Schwab was banned from teaching in Nazi Germany due to his half-Jewish origin. With the increasing fear of prosecution, he decided in 1930 to immigrate to Elly's homeland, Greece. Agallidis and Schwab married in Athens the same year. Schwab-Agallidis was able to find work for both in the chemical laboratory of the Kanellopoulos Institute of Chemistry and Agriculture, where the couple collaborated on various topics of physico-chemical research for the next ten years (1939–1949). Among those topics Schwab-Agallidis continued her work on the properties of parahydrogen, for which she received her PhD by the Department of Physics of the National and Kapodistrian University of Athens in 1939 and published multiple relevant papers in the following years. At the same period she also delivered lectures on Physical Chemistry at the National and Kapodistrian University of Athens.

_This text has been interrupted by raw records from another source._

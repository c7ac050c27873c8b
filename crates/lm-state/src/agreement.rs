//! # Customer Agreement
//!
//! The contract between an enterprise and the license manager. One agreement
//! per enterprise; it groups that enterprise's subscription plans.

use serde::{Deserialize, Serialize};

use lm_core::{
    CustomerAgreementId, EnterpriseCatalogId, EnterpriseCustomerId, EnterpriseSlug,
    SubscriptionPlanId, Timestamp,
};

/// An enterprise's agreement, owning zero or more subscription plans.
#[derive(Debug, Clone, PartialEq, Eq, Serialize, Deserialize)]
pub struct CustomerAgreement {
    pub uuid: CustomerAgreementId,
    pub enterprise_customer_uuid: EnterpriseCustomerId,
    pub enterprise_customer_slug: EnterpriseSlug,
    pub enterprise_customer_name: String,
    /// Catalog used for plans that do not name their own.
    pub default_enterprise_catalog_uuid: Option<EnterpriseCatalogId>,
    pub created_at: Timestamp,
}

impl CustomerAgreement {
    pub fn new(
        enterprise_customer_uuid: EnterpriseCustomerId,
        enterprise_customer_slug: EnterpriseSlug,
        enterprise_customer_name: impl Into<String>,
        default_enterprise_catalog_uuid: Option<EnterpriseCatalogId>,
        now: Timestamp,
    ) -> Self {
        Self {
            uuid: CustomerAgreementId::new(),
            enterprise_customer_uuid,
            enterprise_customer_slug,
            enterprise_customer_name: enterprise_customer_name.into(),
            default_enterprise_catalog_uuid,
            created_at: now,
        }
    }
}

impl std::fmt::Display for CustomerAgreement {
    fn fmt(&self, f: &mut std::fmt::Formatter<'_>) -> std::fmt::Result {
        write!(
            f,
            "<CustomerAgreement: '{}'>",
            self.enterprise_customer_slug
        )
    }
}

/// Expiration summary for one plan of an agreement.
#[derive(Debug, Clone, Copy, PartialEq, Eq, Serialize, Deserialize)]
pub struct PlanExpiration {
    pub subscription_id: SubscriptionPlanId,
    pub days_until_expiration: i64,
    pub days_until_expiration_including_renewals: i64,
    pub is_active: bool,
}

/// Sort expirations by `(is_active, days_including_renewals)`, descending:
/// active plans first, the furthest-out expiration leading each group.
pub fn order_expirations(mut expirations: Vec<PlanExpiration>) -> Vec<PlanExpiration> {
    expirations.sort_by(|a, b| {
        (b.is_active, b.days_until_expiration_including_renewals)
            .cmp(&(a.is_active, a.days_until_expiration_including_renewals))
    });
    expirations
}
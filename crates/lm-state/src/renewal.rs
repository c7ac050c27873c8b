//! # Subscription Plan Renewal
//!
//! A scheduled purchase that continues a plan into a new term. Processing a
//! renewal (see [`crate::registry::SubscriptionRegistry::process_renewal`])
//! creates the renewed plan and links it back here.

use chrono::NaiveDate;
use serde::{Deserialize, Serialize};
use thiserror::Error;

use lm_core::constants::MAX_NUM_LICENSES;
use lm_core::{PlanTitle, RenewalId, SalesforceOpportunityId, SubscriptionPlanId, Timestamp};

use crate::plan::SubscriptionPlan;

/// Renewal validation failures.
#[derive(Error, Debug, Clone, PartialEq, Eq)]
pub enum RenewalError {
    /// The renewal would take effect before the prior plan started.
    #[error("effective date {effective} precedes prior plan start {prior_start}")]
    EffectiveBeforePriorStart {
        effective: NaiveDate,
        prior_start: NaiveDate,
    },

    /// The renewed term would end on or before it begins.
    #[error("renewed expiration {expiration} must be after effective date {effective}")]
    ExpirationNotAfterEffective {
        effective: NaiveDate,
        expiration: NaiveDate,
    },

    #[error("a renewal may carry at most {max} licenses, {requested} requested")]
    TooManyLicenses { requested: u64, max: u64 },
}

/// Terms of a renewal as requested by an operator.
#[derive(Debug, Clone, PartialEq, Eq, Serialize, Deserialize)]
pub struct RenewalTerms {
    pub salesforce_opportunity_id: SalesforceOpportunityId,
    pub number_of_licenses: u64,
    pub effective_date: NaiveDate,
    pub renewed_expiration_date: NaiveDate,
}

#[derive(Debug, Clone, PartialEq, Eq, Serialize, Deserialize)]
pub struct SubscriptionPlanRenewal {
    pub uuid: RenewalId,
    pub prior_subscription_plan: SubscriptionPlanId,
    /// Title of the prior plan, kept for display.
    pub prior_subscription_plan_title: PlanTitle,
    /// Set once the renewal is processed.
    pub renewed_subscription_plan: Option<SubscriptionPlanId>,
    pub salesforce_opportunity_id: SalesforceOpportunityId,
    pub number_of_licenses: u64,
    pub effective_date: NaiveDate,
    pub renewed_expiration_date: NaiveDate,
    pub processed: bool,
    pub created_at: Timestamp,
}

impl SubscriptionPlanRenewal {
    /// Validate `terms` against the prior plan and build an unprocessed
    /// renewal.
    pub fn new(
        terms: RenewalTerms,
        prior: &SubscriptionPlan,
        now: Timestamp,
    ) -> Result<Self, RenewalError> {
        if terms.effective_date < prior.start_date {
            return Err(RenewalError::EffectiveBeforePriorStart {
                effective: terms.effective_date,
                prior_start: prior.start_date,
            });
        }
        if terms.renewed_expiration_date <= terms.effective_date {
            return Err(RenewalError::ExpirationNotAfterEffective {
                effective: terms.effective_date,
                expiration: terms.renewed_expiration_date,
            });
        }
        if terms.number_of_licenses > MAX_NUM_LICENSES {
            return Err(RenewalError::TooManyLicenses {
                requested: terms.number_of_licenses,
                max: MAX_NUM_LICENSES,
            });
        }
        Ok(Self {
            uuid: RenewalId::new(),
            prior_subscription_plan: prior.uuid,
            prior_subscription_plan_title: prior.title.clone(),
            renewed_subscription_plan: None,
            salesforce_opportunity_id: terms.salesforce_opportunity_id,
            number_of_licenses: terms.number_of_licenses,
            effective_date: terms.effective_date,
            renewed_expiration_date: terms.renewed_expiration_date,
            processed: false,
            created_at: now,
        })
    }
}

impl std::fmt::Display for SubscriptionPlanRenewal {
    fn fmt(&self, f: &mut std::fmt::Formatter<'_>) -> std::fmt::Result {
        write!(
            f,
            "<SubscriptionPlanRenewal with id '{}' for subscription with title '{}' and UUID '{}' effective on '{}'>",
            self.uuid, self.prior_subscription_plan_title, self.prior_subscription_plan, self.effective_date
        )
    }
}
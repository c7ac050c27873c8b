//! # Activation-Link Subcommand

use anyhow::{Context, Result};
use clap::Args;

use lm_core::{license_activation_link, ActivationKey, EnterpriseSlug, PortalConfig};

/// Arguments for the activation-link subcommand.
#[derive(Args, Debug)]
pub struct ActivationLinkArgs {
    /// Enterprise customer slug.
    #[arg(long)]
    pub slug: String,

    /// License activation key (UUID).
    #[arg(long)]
    pub key: String,

    /// Learner portal base URL. Defaults to ENTERPRISE_LEARNER_PORTAL_BASE_URL
    /// or the local development portal.
    #[arg(long)]
    pub portal_base: Option<String>,
}

pub fn activation_link(args: &ActivationLinkArgs) -> Result<String> {
    let slug = EnterpriseSlug::new(args.slug.as_str())?;
    let key: ActivationKey = args
        .key
        .parse()
        .with_context(|| format!("invalid activation key {:?}", args.key))?;
    let env = PortalConfig::from_env()?;
    let config = match &args.portal_base {
        Some(base) => PortalConfig::new(base.as_str(), env.help_center_url, env.support_email)?,
        None => env,
    };
    Ok(license_activation_link(&config, &slug, &key))
}

/// Execute the activation-link subcommand.
pub fn run_activation_link(args: &ActivationLinkArgs) -> Result<u8> {
    println!("{}", activation_link(args)?);
    Ok(0)
}

#[cfg(test)]
mod tests {
    use super::*;

    const KEY: &str = "6f1c3f2e-6a55-4d9f-8a9e-1c9d0c1b2a3f";

    #[test]
    fn explicit_portal_base() {
        let args = ActivationLinkArgs {
            slug: "acme".into(),
            key: KEY.into(),
            portal_base: Some("https://portal.example.com/".into()),
        };
        assert_eq!(
            activation_link(&args).unwrap(),
            format!("https://portal.example.com/acme/licenses/{KEY}/activate")
        );
    }

    #[test]
    fn bad_key_is_error() {
        let args = ActivationLinkArgs {
            slug: "acme".into(),
            key: "not-a-uuid".into(),
            portal_base: Some("https://portal.example.com".into()),
        };
        let err = activation_link(&args).unwrap_err();
        assert!(err.to_string().contains("not-a-uuid"));
    }

    #[test]
    fn non_http_portal_is_error() {
        let args = ActivationLinkArgs {
            slug: "acme".into(),
            key: KEY.into(),
            portal_base: Some("ftp://portal.example.com".into()),
        };
        assert!(activation_link(&args).is_err());
    }
}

After a difficult period for the couple during the Axis occupation of Greece and the resumption of their research after the liberation of Greece, the two scientists eventually returned to West Germany when Schwab was offered the Professorship of Physical Chemistry at the Ludwig-Maximilians-Universität München in 1951.

Elly Schwab-Agallidis died in Essen at the age of 92 in 2006.